Thalq menjawab, “Tidak demi Allah, bahkan engkau lebih paham terhadap
Kitab Allah dan lebih mengetahui tentang sunnah Rasulullah Shallallahu ‘alaihi wasallam daripada
aku.” Jabir berkata, “Wahai Thalq, sesungguhnya semua ayat yang engkau
baca tentang (kekekalan ahli neraka) mereka adalah musyrikin
(orang-orang yang mati dalam keadaan musyrik.) Akan tetapi (yang
mendapatkan syafaat adalah) kaum yang melakukan dosa besar (dari
kalangan muslimin) yang diazab di neraka, kemudian mereka dikeluarkan
darinya.” Jabir lalu menunjuk kepada dua telinganya dan berkata,
“Sungguh tuli kedua telinga ini jika aku tidak mendengar dari
Rasulullah Shallallahu ‘alaihi wasallam sabda beliau, ‘Mereka (pelaku dosa besar) keluar dari neraka (setelah diazab),’ sedangkan kita membaca ayat-ayat al-Qur’an.”
Lihatlah
manfaat besar ketika seorang duduk bersama ulama, duduk dengan seorang
yang baik. Membuahkan faedah besar yang dipetik seumur hidup, bahkan
sesudahnya. Thalq bin Habibrahimahullah diselamatkan dari pemahaman yang salah tentang pelaku dosa besar.

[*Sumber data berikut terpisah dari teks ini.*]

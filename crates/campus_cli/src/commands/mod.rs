//! CLI command implementations.

pub mod delete;
pub mod list;
pub mod remote;
pub mod seed;
pub mod stats;
pub mod top;
pub mod transfer;
pub mod verify;

use campus_core::{CoreResult, Database};
use std::path::Path;
use thiserror::Error;
use tracing::warn;

/// Errors reported by commands beyond the library errors they pass on.
#[derive(Debug, Error)]
pub enum CliError {
    /// The data directory already holds records.
    #[error("{0} already holds data; pass --force to replace it")]
    NotEmpty(String),

    /// A destructive command was not confirmed.
    #[error("refusing to {0} without --yes")]
    NotConfirmed(&'static str),

    /// Integrity check found problems.
    #[error("verification failed with {0} violation(s)")]
    VerificationFailed(usize),
}

/// Opens the database in `path`, logging any recovered load issues.
pub fn open(path: &Path) -> CoreResult<Database> {
    let db = Database::open(path)?;
    for issue in &db.load_report().issues {
        warn!(%issue, "stored data was partly unreadable");
    }
    Ok(db)
}
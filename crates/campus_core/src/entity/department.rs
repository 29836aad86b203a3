use super::{EntityKind, Record};
use serde::{Deserialize, Serialize};

/// A department.
///
/// Students and faculty refer to a department by its name.
#[derive(Debug, Clone, Default, PartialEq, Eq, Serialize, Deserialize)]
#[serde(rename_all = "camelCase", default)]
pub struct Department {
    /// Unique identifier.
    pub id: String,
    /// Department name.
    pub name: String,
    /// Free-text name of the head of department.
    pub head_of_department: String,
    /// Identifiers of the courses the department offers.
    pub courses: Vec<String>,
}

impl Department {
    /// Creates a department offering no courses.
    pub fn new(id: impl Into<String>, name: impl Into<String>, head: impl Into<String>) -> Self {
        Self {
            id: id.into(),
            name: name.into(),
            head_of_department: head.into(),
            courses: Vec::new(),
        }
    }

    /// Adds a course and returns the department.
    #[must_use]
    pub fn with_course(mut self, course: impl Into<String>) -> Self {
        let course = course.into();
        if !self.courses.contains(&course) {
            self.courses.push(course);
        }
        self
    }
}

impl Record for Department {
    const KIND: EntityKind = EntityKind::Department;

    fn id(&self) -> &str {
        &self.id
    }

    fn name(&self) -> &str {
        &self.name
    }
}

/// The university profile. There is exactly one per registry.
#[derive(Debug, Clone, Default, PartialEq, Eq, Serialize, Deserialize)]
#[serde(default)]
pub struct University {
    /// University name.
    pub name: String,
    /// Postal address.
    pub address: String,
}

impl University {
    /// Creates a university profile.
    pub fn new(name: impl Into<String>, address: impl Into<String>) -> Self {
        Self {
            name: name.into(),
            address: address.into(),
        }
    }
}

Faedah yang Sayang Jika Dilewatkan
Dalam
kisah Thalq bin Habib, ada sebuah faedah yang tidak ingin kita
lewatkan. Faedah yang terulang, namun perlu selalu diingatkan, yaitu
wajibnya kembali kepada para sahabat Rasulullah Shallallahu ‘alaihi wasallam dalam hal memahami al-Kitab dan as- Sunnah. Faedah itu ada dalam pertanyaan Jabir bin Abdillah radhiyallahu ‘anhu dan jawaban Thalq bin Habibrahimahullah.
Jabir radhiyallahu ‘anhu
berkata, “Wahai Thalq, apakah engkau menyangka dirimu lebih paham
terhadap al-Qur’an dariku? Dan apakah engkau anggap dirimu lebih tahu
tentang sunnah Rasulullah Shallallahu ‘alaihi wasallam dariku?”
Thalq menjawab, “Tidak, demi Allah, bahkan engkau lebih paham terhadap
Kitab Allah dan lebih mengetahui tentang sunnah Rasulullah Shallallahu ‘alaihi wasallam.”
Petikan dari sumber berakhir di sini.